Write out the data once more, exactly as it reads.

-*-

use std::collections::{HashMap, HashSet};

use strsim::jaro_winkler;
use tracing::warn;

use crate::models::{FoodItem, Season};

/// Minimum similarity for a fuzzy name suggestion.
const SUGGESTION_THRESHOLD: f64 = 0.7;

/// Maximum number of fuzzy suggestions returned.
const MAX_SUGGESTIONS: usize = 5;

/// Read-only, ordered view over the external food catalog.
#[derive(Debug, Clone, Default)]
pub struct FoodCatalog {
    foods: Vec<FoodItem>,
}

impl FoodCatalog {
    /// Build a catalog from raw records.
    ///
    /// Invalid records are dropped. Duplicate names (case-insensitive) keep the last
    /// record at the position of the first.
    pub fn new(records: Vec<FoodItem>) -> Self {
        let mut positions: HashMap<String, usize> = HashMap::new();
        let mut foods: Vec<FoodItem> = Vec::with_capacity(records.len());

        for food in records {
            if !food.is_valid() {
                warn!(food = %food.name, "dropping invalid catalog record");
                continue;
            }
            match positions.get(&food.key()) {
                Some(&pos) => foods[pos] = food,
                None => {
                    positions.insert(food.key(), foods.len());
                    foods.push(food);
                }
            }
        }

        Self { foods }
    }

    pub fn foods(&self) -> &[FoodItem] {
        &self.foods
    }

    /// Get a food by name (case-insensitive).
    pub fn get_food(&self, name: &str) -> Option<&FoodItem> {
        let key = name.to_lowercase();
        self.foods.iter().find(|f| f.key() == key)
    }

    /// Foods available in `season`, in catalog order.
    pub fn in_season(&self, season: Season) -> Vec<FoodItem> {
        self.foods
            .iter()
            .filter(|f| f.is_available_in(season))
            .cloned()
            .collect()
    }

    /// A copy of the catalog without the named foods (case-insensitive).
    pub fn without(&self, names: &[String]) -> FoodCatalog {
        let excluded: HashSet<String> = names.iter().map(|n| n.to_lowercase()).collect();
        FoodCatalog {
            foods: self
                .foods
                .iter()
                .filter(|f| !excluded.contains(&f.key()))
                .cloned()
                .collect(),
        }
    }

    /// Names similar to `input`, best match first.
    pub fn suggest(&self, input: &str) -> Vec<&str> {
        let needle = input.trim().to_lowercase();
        let mut candidates: Vec<(&FoodItem, f64)> = self
            .foods
            .iter()
            .map(|f| (f, jaro_winkler(&f.key(), &needle)))
            .filter(|(_, score)| *score > SUGGESTION_THRESHOLD)
            .collect();

        candidates.sort_by(|a, b| b.1.partial_cmp(&a.1).unwrap_or(std::cmp::Ordering::Equal));

        candidates
            .into_iter()
            .take(MAX_SUGGESTIONS)
            .map(|(f, _)| f.name.as_str())
            .collect()
    }

    /// Count of foods in the catalog.
    pub fn len(&self) -> usize {
        self.foods.len()
    }

    /// Check if the catalog has no foods.
    pub fn is_empty(&self) -> bool {
        self.foods.is_empty()
    }
}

-*-

▶ _Task result_:
use std::collections::{HashMap, HashSet};

use strsim::jaro_winkler;
use tracing::warn;

use crate::models::{FoodItem, Season};

/// Minimum similarity for a fuzzy name suggestion.
const SUGGESTION_THRESHOLD: f64 = 0.7;

/// Maximum number of fuzzy suggestions returned.
const MAX_SUGGESTIONS: usize = 5;

/// Read-only, ordered view over the external food catalog.
#[derive(Debug, Clone, Default)]
pub struct FoodCatalog {
    foods: Vec<FoodItem>,
}

impl FoodCatalog {
    /// Build a catalog from raw records.
    ///
    /// Invalid records are dropped. Duplicate names (case-insensitive) keep the last
    /// record at the position of the first.
    pub fn new(records: Vec<FoodItem>) -> Self {
        let mut positions: HashMap<String, usize> = HashMap::new();
        let mut foods: Vec<FoodItem> = Vec::with_capacity(records.len());

        for food in records {
            if !food.is_valid() {
                warn!(food = %food.name, "dropping invalid catalog record");
                continue;
            }
            match positions.get(&food.key()) {
                Some(&pos) => foods[pos] = food,
                None => {
                    positions.insert(food.key(), foods.len());
                    foods.push(food);
                }
            }
        }

        Self { foods }
    }

    pub fn foods(&self) -> &[FoodItem] {
        &self.foods
    }

    /// Get a food by name (case-insensitive).
    pub fn get_food(&self, name: &str) -> Option<&FoodItem> {
        let key = name.to_lowercase();
        self.foods.iter().find(|f| f.key() == key)
    }

    /// Foods available in `season`, in catalog order.
    pub fn in_season(&self, season: Season) -> Vec<FoodItem> {
        self.foods
            .iter()
            .filter(|f| f.is_available_in(season))
            .cloned()
            .collect()
    }

    /// A copy of the catalog without the named foods (case-insensitive).
    pub fn without(&self, names: &[String]) -> FoodCatalog {
        let excluded: HashSet<String> = names.iter().map(|n| n.to_lowercase()).collect();
        FoodCatalog {
            foods: self
                .foods
                .iter()
                .filter(|f| !excluded.contains(&f.key()))
                .cloned()
                .collect(),
        }
    }

    /// Names similar to `input`, best match first.
    pub fn suggest(&self, input: &str) -> Vec<&str> {
        let needle = input.trim().to_lowercase();
        let mut candidates: Vec<(&FoodItem, f64)> = self
            .foods
            .iter()
            .map(|f| (f, jaro_winkler(&f.key(), &needle)))
            .filter(|(_, score)| *score > SUGGESTION_THRESHOLD)
            .collect();

        candidates.sort_by(|a, b| b.1.partial_cmp(&a.1).unwrap_or(std::cmp::Ordering::Equal));

        candidates
            .into_iter()
            .take(MAX_SUGGESTIONS)
            .map(|(f, _)| f.name.as_str())
            .collect()
    }

    /// Count of foods in the catalog.
    pub fn len(&self) -> usize {
        self.foods.len()
    }

    /// Check if the catalog has no foods.
    pub fn is_empty(&self) -> bool {
        self.foods.is_empty()
    }
}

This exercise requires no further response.